Stored data
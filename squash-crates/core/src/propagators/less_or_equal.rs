use crate::basic_types::PropagationStatus;
use crate::propagation::DomainEvent;
use crate::propagation::DomainEvents;
use crate::propagation::Domains;
use crate::propagation::Entailment;
use crate::propagation::LocalId;
use crate::propagation::PropagationContext;
use crate::propagation::PropagationMask;
use crate::propagation::Priority;
use crate::propagation::Propagator;
use crate::propagation::PropagatorConstructor;
use crate::propagation::PropagatorConstructorContext;
use crate::propagation::ReadDomains;
use crate::variables::DomainId;

const X: LocalId = LocalId::from(0);
const Y: LocalId = LocalId::from(1);

/// The [`PropagatorConstructor`] for the [`LessOrEqualPropagator`].
#[derive(Clone, Copy, Debug)]
pub struct LessOrEqualArgs {
    pub x: DomainId,
    pub y: DomainId,
    pub offset: i32,
}

impl PropagatorConstructor for LessOrEqualArgs {
    type PropagatorImpl = LessOrEqualPropagator;

    fn create(self, mut context: PropagatorConstructorContext) -> Self::PropagatorImpl {
        let LessOrEqualArgs { x, y, offset } = self;

        context.register(x, X);
        context.register(y, Y);

        LessOrEqualPropagator { x, y, offset }
    }
}

/// Bounds propagator for the constraint `x <= y + offset`.
///
/// The lower bound of `x` pushes up the lower bound of `y`, and the upper bound of `y` pushes down
/// the upper bound of `x`; no other event can lead to a deduction.
#[derive(Clone, Debug)]
pub struct LessOrEqualPropagator {
    x: DomainId,
    y: DomainId,
    offset: i32,
}

impl LessOrEqualPropagator {
    fn tighten_x(&self, context: &mut PropagationContext) -> PropagationStatus {
        let bound = i64::from(context.upper_bound(self.y)) + i64::from(self.offset);
        if let Ok(bound) = i32::try_from(bound) {
            let _ = context.set_upper_bound(self.x, bound)?;
        } else if bound < i64::from(i32::MIN) {
            return Err(context.fail(Some(self.x), "no value of x is small enough"));
        }
        Ok(())
    }

    fn tighten_y(&self, context: &mut PropagationContext) -> PropagationStatus {
        let bound = i64::from(context.lower_bound(self.x)) - i64::from(self.offset);
        if let Ok(bound) = i32::try_from(bound) {
            let _ = context.set_lower_bound(self.y, bound)?;
        } else if bound > i64::from(i32::MAX) {
            return Err(context.fail(Some(self.y), "no value of y is large enough"));
        }
        Ok(())
    }
}

impl Propagator for LessOrEqualPropagator {
    fn name(&self) -> &str {
        "LessOrEqual"
    }

    fn priority(&self) -> Priority {
        Priority::Binary
    }

    fn propagation_conditions(&self, local_id: LocalId) -> DomainEvents {
        if local_id == X {
            DomainEvents::LOWER_BOUND
        } else {
            DomainEvents::UPPER_BOUND
        }
    }

    fn propagate(
        &mut self,
        mut context: PropagationContext,
        mask: PropagationMask,
    ) -> PropagationStatus {
        let events = mask.events();

        if events.contains(DomainEvent::UpperBound) {
            self.tighten_x(&mut context)?;
        }
        if events.contains(DomainEvent::LowerBound) {
            self.tighten_y(&mut context)?;
        }

        if self.is_entailed(context.domains()) == Entailment::True {
            context.set_passive();
        }

        Ok(())
    }

    fn is_entailed(&self, domains: Domains) -> Entailment {
        let offset = i64::from(self.offset);
        let x_lb = i64::from(domains.lower_bound(self.x));
        let x_ub = i64::from(domains.upper_bound(self.x));
        let y_lb = i64::from(domains.lower_bound(self.y));
        let y_ub = i64::from(domains.upper_bound(self.y));

        if x_ub <= y_lb + offset {
            Entailment::True
        } else if x_lb > y_ub + offset {
            Entailment::False
        } else {
            Entailment::Undefined
        }
    }
}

• **ASSIGNED TASK**
Out of the data above, set down the lines from the one with "context.register(y, Y);" to the one with "let events = mask.events();", both included, exactly as written and with no additions.

• **PROBLEM SOLUTION**
        context.register(y, Y);

        LessOrEqualPropagator { x, y, offset }
    }
}

/// Bounds propagator for the constraint `x <= y + offset`.
///
/// The lower bound of `x` pushes up the lower bound of `y`, and the upper bound of `y` pushes down
/// the upper bound of `x`; no other event can lead to a deduction.
#[derive(Clone, Debug)]
pub struct LessOrEqualPropagator {
    x: DomainId,
    y: DomainId,
    offset: i32,
}

impl LessOrEqualPropagator {
    fn tighten_x(&self, context: &mut PropagationContext) -> PropagationStatus {
        let bound = i64::from(context.upper_bound(self.y)) + i64::from(self.offset);
        if let Ok(bound) = i32::try_from(bound) {
            let _ = context.set_upper_bound(self.x, bound)?;
        } else if bound < i64::from(i32::MIN) {
            return Err(context.fail(Some(self.x), "no value of x is small enough"));
        }
        Ok(())
    }

    fn tighten_y(&self, context: &mut PropagationContext) -> PropagationStatus {
        let bound = i64::from(context.lower_bound(self.x)) - i64::from(self.offset);
        if let Ok(bound) = i32::try_from(bound) {
            let _ = context.set_lower_bound(self.y, bound)?;
        } else if bound > i64::from(i32::MAX) {
            return Err(context.fail(Some(self.y), "no value of y is large enough"));
        }
        Ok(())
    }
}

impl Propagator for LessOrEqualPropagator {
    fn name(&self) -> &str {
        "LessOrEqual"
    }

    fn priority(&self) -> Priority {
        Priority::Binary
    }

    fn propagation_conditions(&self, local_id: LocalId) -> DomainEvents {
        if local_id == X {
            DomainEvents::LOWER_BOUND
        } else {
            DomainEvents::UPPER_BOUND
        }
    }

    fn propagate(
        &mut self,
        mut context: PropagationContext,
        mask: PropagationMask,
    ) -> PropagationStatus {
        let events = mask.events();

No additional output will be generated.